Celebrate the many aspects of Jazz for International Jazz Day with Chuck Vanderchuck! This fun and interactive site teaches about jazz, jazz instruments, and writing jazz music. Includes games,videos, and lots of great sounds.
Enter a world of musical fun and learning for students, parents and teachers. This interactive site offers students resources for learning about composers, their works, the logistics of orchestra seating, the functions of different instruments, and music periods. Look for games, activities, and a library of music clips highlighting composers, instruments, musical notes, and national anthems from selected countries. A teachers' lounge provides interactive lesson plans and links to valuable resources. For parents there are activities to do at home, such as building your own xylophone or making a tin-can telephone.
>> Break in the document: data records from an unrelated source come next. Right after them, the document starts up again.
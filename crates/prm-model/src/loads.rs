//! # Internal Loads, Building, and Service Water Use
//!
//! People, lighting, and equipment loads hosted by a space or a space type,
//! plus the building-level record and water-use equipment.

use serde::{Deserialize, Serialize};

use prm_core::{LoadId, ScheduleId, SpaceId, SpaceTypeId, WaterUseEquipmentId};

/// Internal load category.
#[derive(Debug, Clone, Copy, PartialEq, Eq, Hash, Serialize, Deserialize)]
pub enum LoadKind {
    People,
    Lights,
    ElectricEquipment,
    GasEquipment,
}

impl LoadKind {
    pub fn as_str(&self) -> &'static str {
        match self {
            Self::People => "People",
            Self::Lights => "Lights",
            Self::ElectricEquipment => "ElectricEquipment",
            Self::GasEquipment => "GasEquipment",
        }
    }
}

/// Object a load is attached to.
#[derive(Debug, Clone, Copy, PartialEq, Eq, Serialize, Deserialize)]
#[serde(tag = "type", content = "id")]
pub enum LoadHost {
    Space(SpaceId),
    SpaceType(SpaceTypeId),
}

/// Load magnitude: absolute, or per m² of floor for the hosting space.
#[derive(Debug, Clone, Copy, PartialEq, Serialize, Deserialize)]
#[serde(tag = "basis", content = "value", rename_all = "snake_case")]
pub enum LoadAmount {
    Absolute(f64),
    PerFloorArea(f64),
}

impl LoadAmount {
    /// Magnitude for a space of `floor_area_m2`.
    pub fn resolve(&self, floor_area_m2: f64) -> f64 {
        match self {
            Self::Absolute(v) => *v,
            Self::PerFloorArea(v) => v * floor_area_m2,
        }
    }
}

/// An internal load. For people the amount is a head count; otherwise watts.
#[derive(Debug, Clone, PartialEq, Serialize, Deserialize)]
pub struct SpaceLoad {
    pub id: LoadId,
    pub name: String,
    pub kind: LoadKind,
    pub host: LoadHost,
    pub amount: LoadAmount,
    #[serde(default)]
    pub schedule: Option<ScheduleId>,
}

impl SpaceLoad {
    pub fn new(name: impl Into<String>, kind: LoadKind, host: LoadHost, amount: LoadAmount) -> Self {
        Self {
            id: LoadId::new(),
            name: name.into(),
            kind,
            host,
            amount,
            schedule: None,
        }
    }
}

/// Building-level record.
#[derive(Debug, Clone, PartialEq, Serialize, Deserialize)]
pub struct Building {
    pub name: String,
    #[serde(default)]
    pub standards_building_type: Option<String>,
    /// Short ASHRAE climate zone code such as `2A`.
    #[serde(default)]
    pub climate_zone: Option<String>,
    #[serde(default)]
    pub number_of_stories: Option<u32>,
}

/// Service water-use equipment.
#[derive(Debug, Clone, PartialEq, Serialize, Deserialize)]
pub struct WaterUseEquipment {
    pub id: WaterUseEquipmentId,
    pub name: String,
    #[serde(default)]
    pub space: Option<SpaceId>,
}

impl WaterUseEquipment {
    pub fn new(name: impl Into<String>) -> Self {
        Self {
            id: WaterUseEquipmentId::new(),
            name: name.into(),
            space: None,
        }
    }
}

#[cfg(test)]
mod tests {
    use super::*;

    #[test]
    fn test_amount_resolution() {
        assert_eq!(LoadAmount::Absolute(12.0).resolve(500.0), 12.0);
        assert_eq!(LoadAmount::PerFloorArea(0.05).resolve(200.0), 10.0);
    }

    #[test]
    fn test_host_serde_shape() {
        let host = LoadHost::Space(SpaceId::new());
        let json = serde_json::to_value(host).unwrap();
        assert_eq!(json["type"], "Space");
        assert!(json["id"].is_string());
    }
}
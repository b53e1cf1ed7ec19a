//! # Model Persistence
//!
//! Loads and saves models as JSON or YAML, chosen by file extension.

use std::path::Path;

use crate::error::ModelError;
use crate::model::Model;

enum Format {
    Json,
    Yaml,
}

fn format_of(path: &Path) -> Result<Format, ModelError> {
    match path.extension().and_then(|e| e.to_str()) {
        Some("json") => Ok(Format::Json),
        Some("yaml") | Some("yml") => Ok(Format::Yaml),
        _ => Err(ModelError::UnsupportedFormat(path.display().to_string())),
    }
}

/// Read a model from `path`.
pub fn load_model(path: &Path) -> Result<Model, ModelError> {
    let format = format_of(path)?;
    let content = std::fs::read_to_string(path)?;
    let model: Model = match format {
        Format::Json => serde_json::from_str(&content)?,
        Format::Yaml => serde_yaml::from_str(&content)?,
    };
    tracing::debug!(
        path = %path.display(),
        spaces = model.spaces.len(),
        zones = model.thermal_zones.len(),
        air_loops = model.air_loops.len(),
        "loaded building model"
    );
    Ok(model)
}

/// Write `model` to `path`.
pub fn save_model(model: &Model, path: &Path) -> Result<(), ModelError> {
    let content = match format_of(path)? {
        Format::Json => serde_json::to_string_pretty(model)?,
        Format::Yaml => serde_yaml::to_string(model)?,
    };
    std::fs::write(path, content)?;
    tracing::debug!(path = %path.display(), "saved building model");
    Ok(())
}
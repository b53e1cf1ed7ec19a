//! # prm-rules — ASHRAE 90.1 and Appendix G Compliance Rules
//!
//! Code-mandated requirements for air loops and the Appendix G performance
//! rating method baseline: economizer limits, demand control ventilation,
//! the ventilation rate procedure, baseline system selection, envelope
//! infiltration, skylight area, and sizing schedules.
//!
//! ## Crate Policy
//!
//! - Rules that depend on the code edition are methods on [`RuleSet`],
//!   which binds a [`RuleConfig`] to the edition's constants and the
//!   standards database. Nothing reads global state.
//! - Rules mutate the model only through `&mut Model`; everything they
//!   conclude about it is returned as typed records, never stored as flags
//!   on model objects.
//! - Missing optional inputs mean "no requirement applies": the rule logs a
//!   warning and returns `None` or `false`. Hard failures are [`RuleError`].
//! - Libraries log through `tracing` and never install a subscriber.

pub mod air_loop;
pub mod area_types;
pub mod baseline;
pub mod config;
pub mod dcv;
pub mod error;
pub mod eui;
pub mod infiltration;
pub mod nmc;
pub mod pipeline;
pub mod ruleset;
pub mod sizing;
pub mod skylight;
pub mod ventilation;
pub mod vrp;

pub use air_loop::{DcvLimits, EconomizerLimits, MotorizedDamperLimits};
pub use area_types::{handle_multi_building_area_types, AreaTypeSource, BuildingAreaTypeAssignment};
pub use baseline::{space_residential, AreaType, BaselineSystemNumber, HeatingFuel, PreheatSetpoint};
pub use config::{AreaTypeDefaults, BaselineSteps, RuleConfig, RunConfig};
pub use dcv::{BaselineDcv, DcvFinding, DcvFindings, DcvOutcome, DcvPipeline};
pub use error::{RuleError, RuleResult};
pub use eui::find_target_eui_by_end_use;
pub use infiltration::InfiltrationSummary;
pub use nmc::{identify_non_mechanically_cooled_systems, NonMechanicallyCooled};
pub use pipeline::{run_baseline, BaselineReport};
pub use ruleset::{EditionProfile, RuleSet};
pub use sizing::SizingScheduleSummary;
pub use skylight::SkylightRatioAdjustment;
pub use vrp::{VrpAdjustment, ZoneDamperPosition};
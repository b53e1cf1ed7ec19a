//! # Error Types — Structured Error Hierarchy
//!
//! Defines the error type shared by every crate in the workspace for
//! parse and classification failures. All errors use `thiserror` for
//! derive-based `Display` and `Error` implementations.
//!
//! ## Design
//!
//! - Parse errors carry the offending input verbatim.
//! - Lookup misses are not errors here: rule modules report them as
//!   "no requirement applies" and log a warning.

use thiserror::Error;

/// Top-level error type for the foundational types.
#[derive(Error, Debug)]
pub enum PrmError {
    /// The climate zone designation could not be parsed.
    #[error("invalid climate zone {input:?}: {reason}")]
    InvalidClimateZone {
        /// The designation as supplied.
        input: String,
        /// Why it was rejected.
        reason: String,
    },

    /// The template name is not a recognized code edition.
    #[error("unknown template: {0:?}")]
    UnknownTemplate(String),

    /// The custom program name is not recognized.
    #[error("unknown custom program: {0:?}")]
    UnknownCustomProgram(String),

    /// A classification keyword was not recognized.
    #[error("invalid {field}: {value:?}")]
    InvalidValue {
        /// Field being parsed.
        field: &'static str,
        /// The value as supplied.
        value: String,
    },

    /// Serialization/deserialization error.
    #[error("serialization error: {0}")]
    Serialization(#[from] serde_json::Error),

    /// IO error.
    #[error("io error: {0}")]
    Io(#[from] std::io::Error),
}
//! # Standards Validation
//!
//! Checks a loaded standards database before a run uses it.
//!
//! ## Validation Layers
//!
//! 1. **Structural**: the tables the rules key on are present and their
//!    rows carry the lookup fields.
//! 2. **Key validation**: `template` values name known code editions and
//!    `climate_zone` values parse as ASHRAE 169 designations.
//! 3. **Typed decoding**: user data and prototype tables decode into their
//!    typed forms.

use prm_core::{ClimateZone, Template};
use serde_json::Value;

use crate::data::StandardsData;
use crate::prototype::PrototypeRegistry;
use crate::userdata::UserData;

// ---------------------------------------------------------------------------
// Validation Results
// ---------------------------------------------------------------------------

/// Result of validating a standards database.
#[derive(Debug)]
pub struct StandardsValidationResult {
    /// Whether the database is usable.
    pub is_valid: bool,
    /// Validation errors, if any.
    pub errors: Vec<String>,
    /// Validation warnings (non-fatal).
    pub warnings: Vec<String>,
}

impl StandardsValidationResult {
    /// Create a successful validation result.
    pub fn ok() -> Self {
        Self {
            is_valid: true,
            errors: Vec::new(),
            warnings: Vec::new(),
        }
    }

    /// Create a failed validation result with the given errors.
    pub fn fail(errors: Vec<String>) -> Self {
        Self {
            is_valid: false,
            errors,
            warnings: Vec::new(),
        }
    }

    /// Add an error. Marks result as invalid.
    pub fn add_error(&mut self, error: String) {
        self.is_valid = false;
        self.errors.push(error);
    }

    /// Add a warning (does not affect validity).
    pub fn add_warning(&mut self, warning: String) {
        self.warnings.push(warning);
    }

    /// Merge another result into this one.
    pub fn merge(&mut self, other: StandardsValidationResult) {
        if !other.is_valid {
            self.is_valid = false;
        }
        self.errors.extend(other.errors);
        self.warnings.extend(other.warnings);
    }
}

// ---------------------------------------------------------------------------
// Table requirements
// ---------------------------------------------------------------------------

/// Tables the rules look up, with the fields every row must carry.
const REQUIRED_TABLES: &[(&str, &[&str])] = &[
    (
        "economizers",
        &["template", "climate_zone", "fixed_dry_bulb_high_limit_shutoff_temp"],
    ),
    ("energy_recovery", &["template", "climate_zone", "under_8000_hours"]),
    (
        "prototype_inputs",
        &["template", "building_type", "floor_area_m2", "number_of_stories"],
    ),
];

/// Validate a standards database.
pub fn validate_standards(data: &StandardsData) -> StandardsValidationResult {
    let mut result = StandardsValidationResult::ok();

    for (table, fields) in REQUIRED_TABLES {
        result.merge(validate_table(data, table, fields));
    }

    if let Err(e) = UserData::from_standards(data) {
        result.add_error(format!("user data: {e}"));
    }
    if let Err(e) = PrototypeRegistry::from_data(data) {
        result.add_error(format!("prototype tables: {e}"));
    }

    tracing::debug!(
        errors = result.errors.len(),
        warnings = result.warnings.len(),
        "validated standards data"
    );
    result
}

fn validate_table(data: &StandardsData, table: &str, fields: &[&str]) -> StandardsValidationResult {
    let Some(rows) = data.table(table) else {
        return StandardsValidationResult::fail(vec![format!("missing required table: {table}")]);
    };
    let mut result = StandardsValidationResult::ok();
    if rows.is_empty() {
        result.add_warning(format!("table {table} is empty"));
    }

    for (i, row) in rows.iter().enumerate() {
        if !row.is_object() {
            result.add_error(format!("{table}[{i}] is not an object"));
            continue;
        }
        for field in fields {
            if row.get(*field).is_none() {
                result.add_error(format!("{table}[{i}] missing required field: {field}"));
            }
        }
        if let Some(Value::String(t)) = row.get("template") {
            // Unknown editions are tolerated; rows for them are never selected.
            if t.parse::<Template>().is_err() {
                result.add_warning(format!("{table}[{i}] has unrecognized template {t:?}"));
            }
        }
        if let Some(Value::String(cz)) = row.get("climate_zone") {
            if cz.starts_with("ASHRAE") && cz.parse::<ClimateZone>().is_err() {
                result.add_error(format!("{table}[{i}] has invalid climate zone {cz:?}"));
            }
        }
    }
    result
}

#[cfg(test)]
mod tests {
    use super::*;
    use serde_json::json;

    #[test]
    fn test_bundled_data_is_valid() {
        let result = validate_standards(&StandardsData::bundled().unwrap());
        assert!(result.is_valid, "errors: {:?}", result.errors);
    }

    #[test]
    fn test_empty_data_reports_each_missing_table() {
        let result = validate_standards(&StandardsData::new());
        assert!(!result.is_valid);
        assert_eq!(result.errors.len(), REQUIRED_TABLES.len());
    }

    #[test]
    fn test_bad_climate_zone_and_missing_field() {
        let mut data = StandardsData::bundled().unwrap();
        data.append_rows(
            "economizers",
            vec![json!({"template": "90.1-2019", "climate_zone": "ASHRAE 169-2013-9Z"})],
        );
        let result = validate_standards(&data);
        assert!(!result.is_valid);
        assert!(result.errors.iter().any(|e| e.contains("invalid climate zone")));
        assert!(result
            .errors
            .iter()
            .any(|e| e.contains("fixed_dry_bulb_high_limit_shutoff_temp")));
    }

    #[test]
    fn test_unknown_template_is_warning() {
        let mut data = StandardsData::bundled().unwrap();
        data.append_rows(
            "economizers",
            vec![json!({"template": "90.1-1999", "climate_zone": "ASHRAE 169-2013-5A", "fixed_dry_bulb_high_limit_shutoff_temp": 70})],
        );
        let result = validate_standards(&data);
        assert!(result.is_valid);
        assert!(result.warnings.iter().any(|w| w.contains("90.1-1999")));
    }

    #[test]
    fn test_merge_propagates_failure() {
        let mut a = StandardsValidationResult::ok();
        a.merge(StandardsValidationResult::fail(vec!["x".into()]));
        assert!(!a.is_valid);
        assert_eq!(a.errors, vec!["x".to_string()]);
    }
}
What is music? Is playing a garbage can different than playing a drum? This site is all about learning about the science of music, offering online exhibits, films, and questions that explore the science of music. Features include clever activities that lead to writing, mixing, and experimenting with music, videos that explain tuning, stepping (or rhythmic movement), instrument building, and the changes music makes when played in different kinds of spaces, and with entertaining questions and answers that keep things light. Find out the different ways that music is in all of us.
This interesting website provides information regarding the brain’s relationship to music. The brain interprets the music we listen to, allowing us to decipher which and what kind of music we like and dislike. Damage to our brain, particularly the temporal lobe can greatly affect our ability to listen, perform and even translate what we hear within the music we listen to. Discover information about the Mozart Effect, or the school of thought that listening to certain types of music is a good way to improve memory and increase intelligence. The site includes links to various “brain songs” as well as to other experiments and activities.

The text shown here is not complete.